Ross David E, Castelvecchi Cody, Ochs Alfred L
Brain Inj. 2013;27(5):634-6. doi: 10.3109/02699052.2013.767939. Epub 2013 Mar 8.
This letter to the editor describes the case of a 42 year old man with mild traumatic brain injury and multiple neuropsychiatric symptoms which persisted for a few years after the injury. Initial CT scans and MRI scans of the brain showed no signs of atrophy. Brain volume was measured using NeuroQuant®, an FDA-approved, commercially available software method. Volumetric cross-sectional (one point in time) analysis also showed no atrophy. However, volumetric longitudinal (two points in time) analysis showed progressive atrophy in several brain regions.
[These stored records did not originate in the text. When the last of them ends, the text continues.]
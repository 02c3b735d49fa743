use std::collections::HashSet;

use log::{debug, info};
use rand::SeedableRng;
use rand_chacha::ChaCha8Rng;

pub mod config;
pub mod error;
pub mod food;
pub mod grid;
pub mod render;
pub mod snake;

pub use config::GameConfig;
pub use error::{ConfigError, LayoutError};
pub use food::place_food;
pub use grid::{Cell, Coord, Grid, Heading};
pub use render::{Board, Tile, rasterize_game, render_text};
pub use snake::{Direction, Snake};

#[derive(Debug, Clone, Copy, PartialEq, Eq)]
pub enum GameOverReason {
    OutOfBounds,
    SelfCollision,
}

#[derive(Debug, Clone, Copy, PartialEq, Eq)]
pub enum GameStatus {
    Running,
    GameOver(GameOverReason),
    /// The snake covers the whole board; there is nowhere left for food.
    Won,
}

impl GameStatus {
    /// Terminal states accept no further ticks until a reset.
    pub fn is_terminal(self) -> bool {
        !matches!(self, Self::Running)
    }
}

/// Final (or current) outcome of a game.
#[derive(Debug, Clone, Copy, PartialEq, Eq)]
pub struct GameResult {
    pub status: GameStatus,
    /// Food eaten so far, which is also the number of body segments.
    pub score: u32,
}

/// UI-agnostic result of a tick.
#[derive(Debug, Clone, Copy, PartialEq, Eq)]
pub struct TickResult {
    pub ate_food: bool,
    pub status: GameStatus,
    pub score: u32,
}

/// Inbound events, processed strictly in the order they are handled.
#[derive(Debug, Clone, Copy, PartialEq, Eq)]
pub enum Input {
    Direction(Direction),
    Tick,
    Reset,
}

/// Side-effect hooks for a presentation layer (sound, score display, ...).
pub trait GameObserver {
    fn on_food_eaten(&mut self, _score: u32) {}
    fn on_game_over(&mut self, _reason: GameOverReason, _score: u32) {}
    fn on_board_full(&mut self, _score: u32) {}
}

impl GameObserver for () {}

#[derive(Debug)]
pub struct GameState {
    cfg: GameConfig,
    grid: Grid,
    snake: Snake,
    /// `None` only once the board is full.
    food: Option<Cell>,
    rng: ChaCha8Rng,
    status: GameStatus,
    score: u32,
}

impl GameState {
    pub fn with_seed(cfg: GameConfig, seed: u64) -> Result<Self, ConfigError> {
        Self::with_rng(cfg, ChaCha8Rng::seed_from_u64(seed))
    }

    /// Create a new game drawing every random choice from `rng`.
    pub fn with_rng(cfg: GameConfig, rng: ChaCha8Rng) -> Result<Self, ConfigError> {
        let grid = cfg.validate()?;
        let origin = Cell::new(0, 0);
        let mut game = Self {
            snake: Snake::new(origin, cfg.start_heading),
            cfg,
            grid,
            food: None,
            rng,
            status: GameStatus::Running,
            score: 0,
        };
        game.reset();
        Ok(game)
    }

    /// Create a new game with non-deterministic seed
    pub fn new(cfg: GameConfig) -> Result<Self, ConfigError> {
        Self::with_rng(cfg, ChaCha8Rng::from_os_rng())
    }

    /// Start from an explicit snake and food placement.
    ///
    /// The score starts at the snake's body length. Later food placements and
    /// resets draw from `seed`.
    pub fn from_layout(
        cfg: GameConfig,
        snake: Snake,
        food: Cell,
        seed: u64,
    ) -> Result<Self, LayoutError> {
        let grid = cfg.validate()?;
        let mut seen = HashSet::new();
        let mut ahead: Option<Cell> = None;
        for cell in snake.cells() {
            if !grid.is_valid(cell) {
                return Err(LayoutError::SnakeOutOfBounds(cell));
            }
            if !seen.insert(cell) {
                return Err(LayoutError::DuplicateSegment(cell));
            }
            if ahead.is_some_and(|prev| !prev.is_adjacent(cell)) {
                return Err(LayoutError::Disconnected(cell));
            }
            ahead = Some(cell);
        }
        if let (Some(heading), Some(&neck)) = (snake.heading(), snake.body().next()) {
            if snake.head().step(heading) == neck {
                return Err(LayoutError::HeadingIntoNeck(heading));
            }
        }
        if !grid.is_valid(food) {
            return Err(LayoutError::FoodOutOfBounds(food));
        }
        if seen.contains(&food) {
            return Err(LayoutError::FoodOnSnake(food));
        }

        Ok(Self {
            score: (snake.len() - 1) as u32,
            cfg,
            grid,
            snake,
            food: Some(food),
            rng: ChaCha8Rng::seed_from_u64(seed),
            status: GameStatus::Running,
        })
    }

    pub fn config(&self) -> &GameConfig {
        &self.cfg
    }

    pub fn grid(&self) -> &Grid {
        &self.grid
    }

    pub fn status(&self) -> GameStatus {
        self.status
    }

    pub fn score(&self) -> u32 {
        self.score
    }

    pub fn result(&self) -> GameResult {
        GameResult {
            status: self.status,
            score: self.score,
        }
    }

    pub fn snake(&self) -> &Snake {
        &self.snake
    }

    pub fn head(&self) -> Cell {
        self.snake.head()
    }

    /// Occupied cells, head first.
    pub fn occupied(&self) -> impl Iterator<Item = Cell> + '_ {
        self.snake.cells()
    }

    pub fn food(&self) -> Option<Cell> {
        self.food
    }

    /// Request a direction change for the next tick.
    /// Returns false if it was ignored as a reversal (or changed nothing).
    pub fn queue_direction(&mut self, dir: Direction) -> bool {
        self.snake.set_heading(dir.into())
    }

    /// Resets snake, food, status, and score.
    pub fn reset(&mut self) {
        self.status = GameStatus::Running;
        self.score = 0;
        let head = self.grid.random_cell(&mut self.rng);
        self.snake = Snake::new(head, self.cfg.start_heading);
        self.food = None;
        self.relocate_food(&mut ());
        info!("new game: head at {head:?}, food at {:?}", self.food);
    }

    pub fn handle(&mut self, input: Input) -> TickResult {
        self.handle_with(input, &mut ())
    }

    /// Apply one inbound event and report the state afterwards.
    pub fn handle_with(&mut self, input: Input, observer: &mut impl GameObserver) -> TickResult {
        match input {
            Input::Direction(dir) => {
                self.queue_direction(dir);
            }
            Input::Tick => return self.tick_with(observer),
            Input::Reset => self.reset(),
        }
        self.tick_result(false)
    }

    pub fn tick(&mut self) -> TickResult {
        self.tick_with(&mut ())
    }

    /// Advance the game by one tick.
    ///
    /// Bounds and body are checked against the proposed head before anything
    /// moves, so a losing tick leaves the snake exactly where it was.
    pub fn tick_with(&mut self, observer: &mut impl GameObserver) -> TickResult {
        if self.status.is_terminal() {
            return self.tick_result(false);
        }

        // Not moving until the first direction arrives.
        let Some(next_head) = self.snake.next_head() else {
            return self.tick_result(false);
        };

        if !self.grid.is_valid(next_head) {
            self.finish(GameOverReason::OutOfBounds, observer);
            return self.tick_result(false);
        }

        if self.snake.body_contains(next_head) {
            self.finish(GameOverReason::SelfCollision, observer);
            return self.tick_result(false);
        }

        self.snake.advance(next_head);

        let ate_food = self.food == Some(next_head);
        if ate_food {
            self.snake.grow();
            self.score += 1;
            debug!("food eaten at {next_head:?}, score {}", self.score);
            observer.on_food_eaten(self.score);
            self.relocate_food(observer);
        }

        self.tick_result(ate_food)
    }

    fn tick_result(&self, ate_food: bool) -> TickResult {
        TickResult {
            ate_food,
            status: self.status,
            score: self.score,
        }
    }

    fn finish(&mut self, reason: GameOverReason, observer: &mut impl GameObserver) {
        self.status = GameStatus::GameOver(reason);
        info!(
            "game over ({reason:?}) with head at {:?}, score {}",
            self.snake.head(),
            self.score
        );
        observer.on_game_over(reason, self.score);
    }

    fn relocate_food(&mut self, observer: &mut impl GameObserver) {
        let occupied: HashSet<Cell> = self.snake.cells().collect();
        self.food = place_food(&self.grid, &occupied, &mut self.rng);
        match self.food {
            Some(cell) => debug!("food placed at {cell:?}"),
            None => {
                self.status = GameStatus::Won;
                info!("board full, score {}", self.score);
                observer.on_board_full(self.score);
            }
        }
    }
}
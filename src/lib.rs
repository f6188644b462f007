//! Cave Hopper - a side-scrolling cave arcade game
//!
//! Core modules:
//! - `sim`: Deterministic simulation (physics, scrolling, collisions, scoring)
//! - `renderer`: Draw list construction and the macroquad presenter
//! - `platform`: Host clock, input sampling and fixed-step pacing

pub mod platform;
pub mod renderer;
pub mod sim;

pub use sim::{GameEvent, GameState, TickInput, tick};

/// Game configuration constants
pub mod consts {
    /// Logical tick length in milliseconds (physics constants are tuned per tick)
    pub const TICK_MS: u32 = 10;
    /// Maximum substeps per frame to prevent spiral of death
    pub const MAX_SUBSTEPS: u32 = 8;

    /// Screen dimensions
    pub const SCREEN_WIDTH: i32 = 640;
    pub const SCREEN_HEIGHT: i32 = 480;

    /// Tile edge for floor/roof strips and every sprite
    pub const TILE_SIZE: i32 = 32;
    /// Top of the playfield (bottom edge of the roof strip)
    pub const CEILING_Y: i32 = 64;
    /// Bottom of the playfield (top edge of the floor strip)
    pub const FLOOR_Y: i32 = 448;
    /// Roof strip is drawn one tile above the ceiling line
    pub const ROOF_STRIP_Y: i32 = CEILING_Y - TILE_SIZE;

    /// Player defaults
    pub const PLAYER_SIZE: i32 = 32;
    pub const PLAYER_SPAWN_X: i32 = 320;
    pub const PLAYER_SPAWN_Y: i32 = FLOOR_Y - PLAYER_SIZE;

    /// Velocity added per tick while jump is released
    pub const GRAVITY: f32 = 0.5;
    /// Velocity pinned every tick while jump is held
    pub const JUMP_STRENGTH: i32 = -7;
    /// Rail rebound; the roof uses half of it, the floor all of it (negated)
    pub const BOUNCE_STRENGTH: i32 = 10;

    /// Obstacles
    pub const OBSTACLE_COUNT: usize = 5;
    pub const OBSTACLE_WIDTH: i32 = 32;
    pub const OBSTACLE_SPACING: i32 = 300;
    /// Leftward scroll per tick, shared by obstacles and the coin
    pub const SCROLL_SPEED: i32 = 4;
    pub const MIN_OBSTACLE_HEIGHT: i32 = 64;
    /// Exclusive upper bound
    pub const MAX_OBSTACLE_HEIGHT: i32 = 160;

    /// Coin
    pub const COIN_SIZE: i32 = 32;
    pub const MIN_COIN_Y: i32 = 64;
    /// Exclusive upper bound
    pub const MAX_COIN_Y: i32 = 416;
    pub const COIN_VALUE: u32 = 10;

    /// Run rules
    pub const STARTING_LIVES: u8 = 3;
    pub const INVINCIBILITY_MS: u32 = 3000;
}
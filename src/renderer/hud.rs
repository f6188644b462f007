//! Status line shown across the top of the screen

use crate::sim::GameState;

/// Point size of the status line
pub const HUD_FONT_SIZE: u16 = 24;

/// Format the status line for `now_ms`
pub fn hud_line(state: &GameState, now_ms: u32) -> String {
    let run = &state.run;
    format!(
        "Time: {}  Coins: {}  Lives: {}  Score: {}  Highscore: {}",
        run.elapsed_seconds(now_ms),
        run.coins,
        run.lives,
        run.score,
        run.high_score
    )
}

/// Left edge that centers a line of `text_width` pixels on a `screen_width` screen
pub fn centered_x(screen_width: i32, text_width: f32) -> f32 {
    ((screen_width as f32 - text_width) / 2.0).floor()
}
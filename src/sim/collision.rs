//! Axis-aligned rectangle overlap
//!
//! Everything in the cave is a box: player, bricks and the coin. Overlap
//! follows the usual SDL rules, so rectangles that merely share an edge do
//! not collide and degenerate rectangles never collide.

use glam::IVec2;
use serde::{Deserialize, Serialize};

/// Integer rectangle in screen space (y grows downward)
#[derive(Debug, Clone, Copy, PartialEq, Eq, Default, Serialize, Deserialize)]
pub struct Rect {
    /// Top-left corner
    pub pos: IVec2,
    /// Width and height
    pub size: IVec2,
}

impl Rect {
    pub fn new(x: i32, y: i32, w: i32, h: i32) -> Self {
        Self {
            pos: IVec2::new(x, y),
            size: IVec2::new(w, h),
        }
    }

    #[inline]
    pub fn x(&self) -> i32 {
        self.pos.x
    }

    #[inline]
    pub fn y(&self) -> i32 {
        self.pos.y
    }

    #[inline]
    pub fn w(&self) -> i32 {
        self.size.x
    }

    #[inline]
    pub fn h(&self) -> i32 {
        self.size.y
    }

    /// Exclusive right edge
    #[inline]
    pub fn right(&self) -> i32 {
        self.pos.x + self.size.x
    }

    /// Exclusive bottom edge
    #[inline]
    pub fn bottom(&self) -> i32 {
        self.pos.y + self.size.y
    }

    pub fn is_empty(&self) -> bool {
        self.size.x <= 0 || self.size.y <= 0
    }

    /// Fully past the left edge of the screen
    pub fn is_off_left(&self) -> bool {
        self.right() < 0
    }

    /// True when the two rectangles share a non-empty area
    pub fn intersects(&self, other: &Rect) -> bool {
        if self.is_empty() || other.is_empty() {
            return false;
        }
        self.pos.x < other.right()
            && other.pos.x < self.right()
            && self.pos.y < other.bottom()
            && other.pos.y < self.bottom()
    }
}
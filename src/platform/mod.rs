//! Platform abstraction layer
//!
//! Handles the host side of the loop:
//! - Fixed-step pacing and the logical millisecond clock
//! - Input sampling (jump key, quit request)
//! - Wall-clock seeding

use std::time::{SystemTime, UNIX_EPOCH};

use macroquad::input::{KeyCode, is_key_down, is_quit_requested};

use crate::consts::{MAX_SUBSTEPS, TICK_MS};
use crate::sim::TickInput;

/// Longest frame the accumulator will absorb (seconds)
const MAX_FRAME_DT: f32 = 0.1;

/// Converts variable frame times into whole logical ticks
///
/// The clock handed to the simulation only moves in `TICK_MS` steps, so
/// timers stay in lockstep with physics no matter how fast frames arrive.
#[derive(Debug, Clone, Default)]
pub struct FixedStep {
    /// Unspent frame time in microseconds
    accumulator_us: u64,
    now_ms: u32,
}

impl FixedStep {
    pub fn new() -> Self {
        Self::default()
    }

    /// Logical time of the last tick handed out
    pub fn now_ms(&self) -> u32 {
        self.now_ms
    }

    /// Feed one frame's elapsed time and get back the timestamps of the
    /// ticks that should run this frame, oldest first
    pub fn frame(&mut self, dt: f32) -> Vec<u32> {
        let tick_us = TICK_MS as u64 * 1000;
        let dt_us = (f64::from(dt.clamp(0.0, MAX_FRAME_DT)) * 1_000_000.0).round() as u64;
        self.accumulator_us += dt_us;

        let mut ticks = Vec::new();
        while self.accumulator_us >= tick_us && (ticks.len() as u32) < MAX_SUBSTEPS {
            self.accumulator_us -= tick_us;
            self.now_ms = self.now_ms.wrapping_add(TICK_MS);
            ticks.push(self.now_ms);
        }
        ticks
    }
}

/// What the host saw on the input devices this frame
#[derive(Debug, Clone, Copy, Default, PartialEq, Eq)]
pub struct HostInput {
    pub jump_held: bool,
    pub quit_requested: bool,
}

impl HostInput {
    /// Poll the window system (Space = jump, window close = quit)
    pub fn sample() -> Self {
        Self {
            jump_held: is_key_down(KeyCode::Space),
            quit_requested: is_quit_requested(),
        }
    }

    pub fn tick_input(&self) -> TickInput {
        TickInput {
            jump: self.jump_held,
        }
    }
}

/// Seed for the run RNG, taken from the wall clock (not reproducible)
pub fn wall_clock_seed() -> u64 {
    SystemTime::now()
        .duration_since(UNIX_EPOCH)
        .map(|d| d.as_millis() as u64)
        .unwrap_or(0)
}
//! Cave Hopper entry point
//!
//! Loads assets, then runs input -> tick -> render until the window is closed.

use macroquad::prelude::*;

use cave_hopper::consts::{SCREEN_HEIGHT, SCREEN_WIDTH};
use cave_hopper::platform::{FixedStep, HostInput, wall_clock_seed};
use cave_hopper::renderer::Presenter;
use cave_hopper::sim::{GameEvent, GameState, tick};

fn window_conf() -> Conf {
    Conf {
        window_title: "Cave Hopper".to_owned(),
        window_width: SCREEN_WIDTH,
        window_height: SCREEN_HEIGHT,
        window_resizable: false,
        fullscreen: false,
        ..Default::default()
    }
}

fn log_event(event: GameEvent) {
    match event {
        GameEvent::CoinCollected { coins } => log::debug!("Coin collected ({coins} this run)"),
        GameEvent::LifeLost { lives_left } => log::info!("Hit a brick, {lives_left} lives left"),
        GameEvent::GameOver {
            final_score,
            high_score,
        } => log::info!("Game over with score {final_score} (high score {high_score})"),
        GameEvent::InvincibilityEnded => log::debug!("Invincibility ended"),
    }
}

#[macroquad::main(window_conf)]
async fn main() {
    #[cfg(not(target_arch = "wasm32"))]
    env_logger::init();
    log::info!("Cave Hopper starting...");

    let presenter = match Presenter::load().await {
        Ok(presenter) => presenter,
        Err(e) => {
            log::error!("Failed to initialize game: {e:#}");
            std::process::exit(1);
        }
    };

    // Window close becomes a flag we check once per frame
    prevent_quit();

    let seed = wall_clock_seed();
    let mut clock = FixedStep::new();
    let mut state = GameState::new(seed, clock.now_ms());
    log::info!("Game initialized with seed: {}", seed);

    loop {
        let input = HostInput::sample();
        if input.quit_requested {
            break;
        }

        let tick_input = input.tick_input();
        for now_ms in clock.frame(get_frame_time()) {
            for event in tick(&mut state, &tick_input, now_ms) {
                log_event(event);
            }
        }

        presenter.render(&state, clock.now_ms());
        next_frame().await;
    }

    log::info!(
        "Shutting down after {} ticks (high score {})",
        state.time_ticks,
        state.run.high_score.max(state.run.score)
    );
}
This case illustrated in a single patient the principle discovered in multiple previous group studies, namely that the longitudinal design is more powerful than the cross-sectional design for finding atrophy in patients with traumatic brain injury.
这封致编辑的信描述了一名42岁男性的病例,他患有轻度创伤性脑损伤,并伴有多种神经精神症状,这些症状在受伤后持续了数年。最初的脑部CT扫描和MRI扫描未显示萎缩迹象。使用经美国食品药品监督管理局(FDA)批准的商用软件方法NeuroQuant®测量脑容量。体积横断面(一个时间点)分析也未显示萎缩。然而,体积纵向(两个时间点)分析显示几个脑区存在进行性萎缩。该病例在单个患者中说明了先前多项群体研究中发现的原理,即纵向设计在发现创伤性脑损伤患者的萎缩方面比横断面设计更有效。